Arroyo insiste sul fatto che una mostra come questa eviti una concezione della cultura di tipo selettivo (la storia dell'arte è autonoma dalla storia reale). Anche De Grada ribadisce una posizione simile quando afferma che la mostra è il banco di prova di un criterio internazionale di valutazione, anche per l'opera della critica che deve appellarsi sempre al pubblico per far uscire il dibattito dall'ambiente chiuso degli esperti. Trini ci tiene a ribadire che il compito della mostra è quello di superare il momento tematico generale per offrire la varietà delle idee dell'arte attuale che hanno messo in crisi l'avanguardia come istituzione. Rimanendo focalizzato sulle opere esposte Hulten sottolinea come da alcuni anni l'arte non si occupa del prodotto finale ma del processo. E su questo

punto converge anche l'intervento più strutturato, quello di Crispolti, che delinea dei parametri interpretativi per la fenomenologia delle ricerche di quegli anni:

1) Ricerca convergente da “oltre il concettuale” e da “oltre lo strutturale”: superamento sia della privatività mentale dell'esercizio concettuale puro che dell'accettazione dell'evidenza oggettuale della pura stereometria elementare “primaria”. Dell'esperienza concettuale resta la capacità e volontà di controllo, resta la rastremazione dei mezzi e dei segni, ma è capovolto il traguardo, da impoverito ad arricchentesi, da meramente mentale alla riconquista del manuale e del sensibile. Per l'esperienza strutturale, invece, il segno e la forma non sono più assoluti ma relativi (non più un tutto quasi metafisico e impenetrabile, ma uno strumento operativo, un mezzo con il quale agire nello spazio, commisurarlo, qualificarlo, identificarlo). La forma non è mentale e distante ma nasce in un processo che converge in un circuito che collude direttamente realtà e progettazione, momento oggettuale e momento mentale, manualità e idea: il concettuale è una polarità, lo strutturale è uno strumento e il circuito si chiude sul fare concreto non più cieco, ma che interroga continuamente se stesso.

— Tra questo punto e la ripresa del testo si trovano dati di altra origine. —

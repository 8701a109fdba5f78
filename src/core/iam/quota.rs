//! Quota evaluation for `Limit` statements
//!
//! Every matching limit contributes a ceiling for its scope; the lowest
//! ceiling per scope wins. An allocation is refused when current usage plus
//! the requested quantity would exceed any scope's ceiling.

use super::context::EvaluationContext;
use super::matcher::StatementMatcher;
use super::pattern::PatternMatcher;
use super::principal::Principal;
use crate::error::AuthError;
use crate::validation::QualifiedName;
use parking_lot::RwLock;
use serde::{Deserialize, Serialize};
use std::collections::{BTreeMap, HashMap};
use std::fmt;
use tracing::debug;

/// Who a quota ceiling is counted against
#[derive(Debug, Clone, Copy, PartialEq, Eq, PartialOrd, Ord, Hash, Serialize, Deserialize)]
pub enum QuotaScope {
    /// All resources owned by the principal's account
    Account,
    /// Resources owned by the principal itself
    User,
}

impl fmt::Display for QuotaScope {
    fn fmt(&self, f: &mut fmt::Formatter<'_>) -> fmt::Result {
        match self {
            QuotaScope::Account => write!(f, "account"),
            QuotaScope::User => write!(f, "user"),
        }
    }
}

/// Ceiling carried by a `Limit` statement
#[derive(Debug, Clone, PartialEq, Eq, Serialize, Deserialize)]
#[serde(rename_all = "PascalCase")]
pub struct QuotaLimit {
    pub resource_type: QualifiedName,
    pub maximum: u64,
    pub scope: QuotaScope,
}

impl QuotaLimit {
    pub fn new(resource_type: QualifiedName, maximum: u64, scope: QuotaScope) -> Self {
        QuotaLimit {
            resource_type,
            maximum,
            scope,
        }
    }
}

/// Source of current resource usage
pub trait UsageProvider: Send + Sync {
    fn current_usage(
        &self,
        scope: QuotaScope,
        principal: &Principal,
        resource_type: &QualifiedName,
    ) -> anyhow::Result<u64>;
}

/// Usage counters held in memory, keyed by scope owner and resource type
#[derive(Debug, Default)]
pub struct InMemoryUsage {
    counters: RwLock<HashMap<(QuotaScope, String, QualifiedName), u64>>,
}

impl InMemoryUsage {
    pub fn new() -> Self {
        Self::default()
    }

    fn owner(scope: QuotaScope, principal: &Principal) -> String {
        match scope {
            QuotaScope::Account => principal.account_number().to_string(),
            QuotaScope::User => format!("{}/{}", principal.account_number(), principal.id()),
        }
    }

    pub fn set(&self, scope: QuotaScope, principal: &Principal, resource_type: &QualifiedName, usage: u64) {
        let owner = Self::owner(scope, principal);
        self.counters
            .write()
            .insert((scope, owner, resource_type.clone()), usage);
    }

    /// Record an allocation against both scopes
    pub fn record(&self, principal: &Principal, resource_type: &QualifiedName, quantity: u64) {
        let mut counters = self.counters.write();
        for scope in [QuotaScope::Account, QuotaScope::User] {
            let key = (scope, Self::owner(scope, principal), resource_type.clone());
            let counter = counters.entry(key).or_insert(0);
            *counter = counter.saturating_add(quantity);
        }
    }
}

impl UsageProvider for InMemoryUsage {
    fn current_usage(
        &self,
        scope: QuotaScope,
        principal: &Principal,
        resource_type: &QualifiedName,
    ) -> anyhow::Result<u64> {
        let key = (scope, Self::owner(scope, principal), resource_type.clone());
        Ok(self.counters.read().get(&key).copied().unwrap_or(0))
    }
}

/// Outcome of a quota check
#[derive(Debug, Clone, PartialEq, Eq)]
pub enum QuotaDecision {
    Allow,
    Deny {
        scope: QuotaScope,
        limit: u64,
        usage: u64,
        requested: u64,
    },
}

impl QuotaDecision {
    pub fn is_allowed(&self) -> bool {
        matches!(self, QuotaDecision::Allow)
    }

    /// Project into a `Result` for callers building audit messages
    pub fn into_result(self, description: impl Into<String>) -> Result<(), AuthError> {
        match self {
            QuotaDecision::Allow => Ok(()),
            QuotaDecision::Deny {
                scope,
                limit,
                usage,
                requested,
            } => Err(AuthError::QuotaExceeded {
                description: description.into(),
                scope,
                usage,
                requested,
                limit,
            }),
        }
    }
}

pub struct QuotaEvaluator<'a> {
    patterns: &'a PatternMatcher,
    usage: &'a dyn UsageProvider,
}

impl<'a> QuotaEvaluator<'a> {
    pub fn new(patterns: &'a PatternMatcher, usage: &'a dyn UsageProvider) -> Self {
        QuotaEvaluator { patterns, usage }
    }

    /// Check an allocation of `quantity` resources against matching limits
    ///
    /// Without a resource type or matching limit the allocation is allowed.
    pub fn evaluate(
        &self,
        context: &EvaluationContext,
        resource_name: &str,
        quantity: u64,
    ) -> Result<QuotaDecision, AuthError> {
        let resource_type = match context.resource_type() {
            Some(resource_type) => resource_type,
            None => return Ok(QuotaDecision::Allow),
        };

        let limits = StatementMatcher::new(self.patterns).matching_limits(context, resource_name);
        let mut ceilings: BTreeMap<QuotaScope, u64> = BTreeMap::new();
        for limit in limits {
            ceilings
                .entry(limit.scope)
                .and_modify(|ceiling| *ceiling = (*ceiling).min(limit.maximum))
                .or_insert(limit.maximum);
        }

        for (scope, limit) in ceilings {
            let usage = self
                .usage
                .current_usage(scope, context.principal(), resource_type)
                .map_err(|source| AuthError::Usage {
                    description: context.describe_quota(resource_name, quantity),
                    source,
                })?;

            let exceeded = match usage.checked_add(quantity) {
                Some(total) => total > limit,
                None => true,
            };
            if exceeded {
                debug!(
                    request_id = %context.request_id(),
                    scope = %scope,
                    usage,
                    quantity,
                    limit,
                    "Quota exceeded"
                );
                return Ok(QuotaDecision::Deny {
                    scope,
                    limit,
                    usage,
                    requested: quantity,
                });
            }
        }

        Ok(QuotaDecision::Allow)
    }
}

2) Utilizzazione eterodossa di media diversi: superamento dell'uso del mezzo feticizzato per tale (“extra media”: usare il mezzo in valore del tutto relativo e circostanziale; è l'urgenza del momento comunicativo che determina occasionalmente la scelta del mezzo).

3) Nuovo valore paradigmatico della dimensione processuale: l'opera non sussiste più nella sua unicità, si pluralizza in una dimensione molteplice, sfugge la dimensione contemplativa per farsi esperienza in atto (il tempo stesso si fa reale, tempo del fare, dell'accadere).